Allemagne : contre un regain du Coronavirus, des "brigades anti-Covid" et des "drive-in"

Leur rôle va être de plus en plus déterminant au fur et à mesure du déconfinement : des "brigades anti-Covid" ont été instaurées en Allemagne. Elles réalisent un travail d’enquête après chaque confirmation d’infection.

Ces enquêteurs tentent ainsi de prévenir toute nouvelle flambée d’épidémie.

Un hall devenu cellule d’enquête

Exemple à Mitte, arrondissement du centre de Berlin.

Dans la mairie de Mitte, le hall s’est mué en cellule d’enquête sanitaire, peuplée de bureaux, de téléphone, de détectives d’un nouveau genre, visière au visage et téléphone à l’oreille. C’est le virus qu’ils traquent.

Lukas Murajda, le directeur de l’office sanitaire d’arrondissement, présente les lieux à la RTBF : "Les enquêteurs sont répartis en deux groupes. A ma droite, les gens chargés de ligne d’appel, à disposition des citoyens qui se posent des questions. Et de l’autre côté, les cas identifiés. Ce sont ces préposés qui s’occupent du suivi des malades en quarantaine, de savoir comment ils vont." Les malades identifiés étant étroitement surveillés par ce service.

Lorsqu’un conseiller entre en contact avec un nouveau cas positif, il retrace le parcours du malade avant l’apparition des symptômes, ses cohabitants, ses proches, ses contacts récents, ses collègues de travail.
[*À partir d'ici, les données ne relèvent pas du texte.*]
//! Study algorithms: propensity scoring and dataset splitting

pub mod scoring;
pub mod split;

pub use scoring::PropensityScorer;
pub use split::train_validation_split;
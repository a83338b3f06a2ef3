//! A Rust pipeline for household survey data: cleans a raw AHIES extract,
//! engineers model-ready features, simulates a synthetic EV financing
//! propensity label and trains a classifier, persisting the fitted model
//! and its evaluation report.

pub mod algorithm;
pub mod classifier;
pub mod config;
pub mod error;
pub mod models;
pub mod pipeline;
pub mod report;
pub mod utils;

// Re-export the most common types for easier use
// Core types
pub use config::{ModelType, PipelineConfig, ScoringConfig, TrainingConfig};
pub use error::{Error, Result};

// Row models
pub use models::{FEATURE_COLUMNS, FeatureVector, HouseholdRecord, LabeledHousehold};

// Stages
pub use pipeline::{FeatureStage, LoadStage, SimulateStage, Stage, StageSummary, TrainStage, run_pipeline};

// Training outputs
pub use classifier::{EvaluationReport, ModelArtifact};
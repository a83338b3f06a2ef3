//! Utility functions for file I/O, logging and progress tracking

pub mod io;
pub mod logging;

pub use io::{read_csv, read_parquet, validate_file, write_parquet};
pub use logging::{create_progress_bar, log_operation_complete, log_operation_start};
//! Synthetic propensity scoring
//!
//! No observed EV financing outcome exists in the survey, so the target is
//! manufactured: an explainable weighted combination of household features
//! plus a bounded, seeded perturbation. The rule is a documented placeholder
//! policy, not an empirically validated model.
//!
//! Determinism: the noise term for a row is drawn from an rng seeded by the
//! configured seed combined with a stable hash of the row identifiers, so
//! identical inputs produce identical labels regardless of row order.

use std::hash::Hasher;

use rand::rngs::StdRng;
use rand::{Rng, SeedableRng};
use rustc_hash::FxHasher;

use crate::config::ScoringConfig;
use crate::error::{Error, Result};
use crate::models::FeatureVector;

/// Deterministic scorer over one feature batch
#[derive(Debug)]
pub struct PropensityScorer<'a> {
    config: &'a ScoringConfig,
    log_income_min: f64,
    log_income_max: f64,
}

impl<'a> PropensityScorer<'a> {
    /// Prepare a scorer for a feature batch.
    ///
    /// Log income is min-max normalized over the whole batch before
    /// weighting.
    pub fn new(config: &'a ScoringConfig, rows: &[FeatureVector]) -> Result<Self> {
        if rows.is_empty() {
            return Err(Error::Simulation(
                "feature table is empty, nothing to score".to_string(),
            ));
        }

        let mut min = f64::INFINITY;
        let mut max = f64::NEG_INFINITY;
        for row in rows {
            if !row.log_income.is_finite() {
                return Err(Error::Simulation(format!(
                    "nonfinite log income for household {} person {}",
                    row.household_id, row.person_id
                )));
            }
            min = min.min(row.log_income);
            max = max.max(row.log_income);
        }

        Ok(Self {
            config,
            log_income_min: min,
            log_income_max: max,
        })
    }

    /// Score a single row. Returns `None` for rows whose scoring inputs are
    /// incomplete; those households get no label rather than a silent zero.
    #[must_use]
    pub fn score(&self, row: &FeatureVector) -> Option<(f64, i32)> {
        if !row.is_complete {
            return None;
        }

        let is_urban = row.is_urban?;
        let owns_vehicle = row.owns_vehicle?;
        let owns_dwelling = row.owns_dwelling?;
        let education = row.education_ordinal?;
        let transport_ratio = row.transport_expense_ratio?;

        let config = self.config;
        let raw = config.bias
            + config.w_income * self.normalized_income(row.log_income)
            + config.w_urban * f64::from(is_urban)
            + config.w_vehicle * f64::from(owns_vehicle)
            + config.w_dwelling * f64::from(owns_dwelling)
            + config.w_education * (f64::from(education) / 3.0)
            + config.w_transport * transport_ratio;

        let noise = self.noise_for(&row.household_id, &row.person_id);
        let score = sigmoid(raw + noise);
        let label = i32::from(score >= config.threshold);

        Some((score, label))
    }

    /// Min-max normalized log income over the batch; a degenerate batch
    /// where every income is equal maps to the midpoint
    fn normalized_income(&self, log_income: f64) -> f64 {
        let span = self.log_income_max - self.log_income_min;
        if span > 0.0 {
            (log_income - self.log_income_min) / span
        } else {
            0.5
        }
    }

    /// Bounded uniform perturbation, stable per row identifier
    fn noise_for(&self, household_id: &str, person_id: &str) -> f64 {
        let amplitude = self.config.noise_amplitude;
        if amplitude <= 0.0 {
            return 0.0;
        }

        let mut hasher = FxHasher::default();
        hasher.write(household_id.as_bytes());
        hasher.write(b"/");
        hasher.write(person_id.as_bytes());
        let mut rng = StdRng::seed_from_u64(self.config.seed ^ hasher.finish());

        rng.random_range(-amplitude..=amplitude)
    }
}

/// Numerically stable logistic function
#[must_use]
pub fn sigmoid(z: f64) -> f64 {
    if z >= 0.0 {
        1.0 / (1.0 + (-z).exp())
    } else {
        let exp_z = z.exp();
        exp_z / (1.0 + exp_z)
    }
}
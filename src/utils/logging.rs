//! Logging and progress utilities
//!
//! Standardized operation logging plus progress bars for long per-row loops,
//! using the indicatif crate.

use std::path::Path;
use std::time::Duration;

use indicatif::{ProgressBar, ProgressStyle};

/// Default style for a stage progress bar
pub const DEFAULT_BAR_TEMPLATE: &str =
    "{spinner:.green} [{elapsed_precise}] [{wide_bar:.cyan/blue}] {pos}/{len} ({per_sec}) {msg}";

/// Log an operation start with consistent format
///
/// # Arguments
/// * `operation` - Description of the operation
/// * `path` - Path of the file or directory being operated on
pub fn log_operation_start(operation: &str, path: &Path) {
    log::info!("{} {}", operation, path.display());
}

/// Log an operation completion with consistent format
///
/// # Arguments
/// * `operation` - Description of the operation
/// * `path` - Path of the file or directory that was operated on
/// * `items` - Number of items processed
/// * `elapsed` - Optional elapsed time
pub fn log_operation_complete(
    operation: &str,
    path: &Path,
    items: usize,
    elapsed: Option<Duration>,
) {
    if let Some(duration) = elapsed {
        log::info!(
            "Successfully {} {} rows at {} in {:?}",
            operation,
            items,
            path.display(),
            duration
        );
    } else {
        log::info!(
            "Successfully {} {} rows at {}",
            operation,
            items,
            path.display()
        );
    }
}

/// Create a progress bar with the standardized style
#[must_use]
pub fn create_progress_bar(length: u64, description: &str) -> ProgressBar {
    let pb = ProgressBar::new(length);
    pb.set_style(
        ProgressStyle::default_bar()
            .template(DEFAULT_BAR_TEMPLATE)
            .unwrap()
            .progress_chars("#>-"),
    );
    pb.set_message(description.to_string());
    pb
}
Chacun est prévenu et incité à se faire tester.

Ce travail de bénédictin est mené à grande échelle : pour cet arrondissement de 385.000 habitants au centre de Berlin, 160 enquêteurs y travaillent jour et nuit, Week-End compris, payés autour de 2000 € nets.

Ephraim Gote, l’échevin de la santé, rend hommage à leur mission indispensable pour circonscrire l’épidémie : "C’est grâce à eux si la maladie peut être endiguée… Il faut être vigilant car, avec un seul malade non signalé, il y a toujours le risque qu’une situation devienne hors de contrôle".

En cas de soupçon : "le drive-in"

Lorsqu’un cas est décelé, des médecins peuvent se rendre à domicile avec des kits pour tester l’entourage de la personne diagnostiquée. Une autre option, c’est un passage dans un "drive-in" du quartier.

Il s’agit de tentes auxquelles les personnes peuvent accéder en voiture, vitre baissée, comme au drive-in d’un fast-food. Par la fenêtre, elles passent le frottis de test : rapide, contact minimal.

Lisa Huber dirige l’un de ces "drive-in" de quartier. “Ici, nous pouvons en moyenne tester 50 à 80 personnes par jour" dit-elle. "Des capacités que nous pourrions augmenter, si c’était nécessaire, en cas de deuxième vague”.

L’Allemagne mène aujourd’hui 800.000 tests par semaine. Le pays espère encore étendre ses capacités jusqu’à un million des tests par semaine, tests massifs jugés indispensables pour réussir ce déconfinement.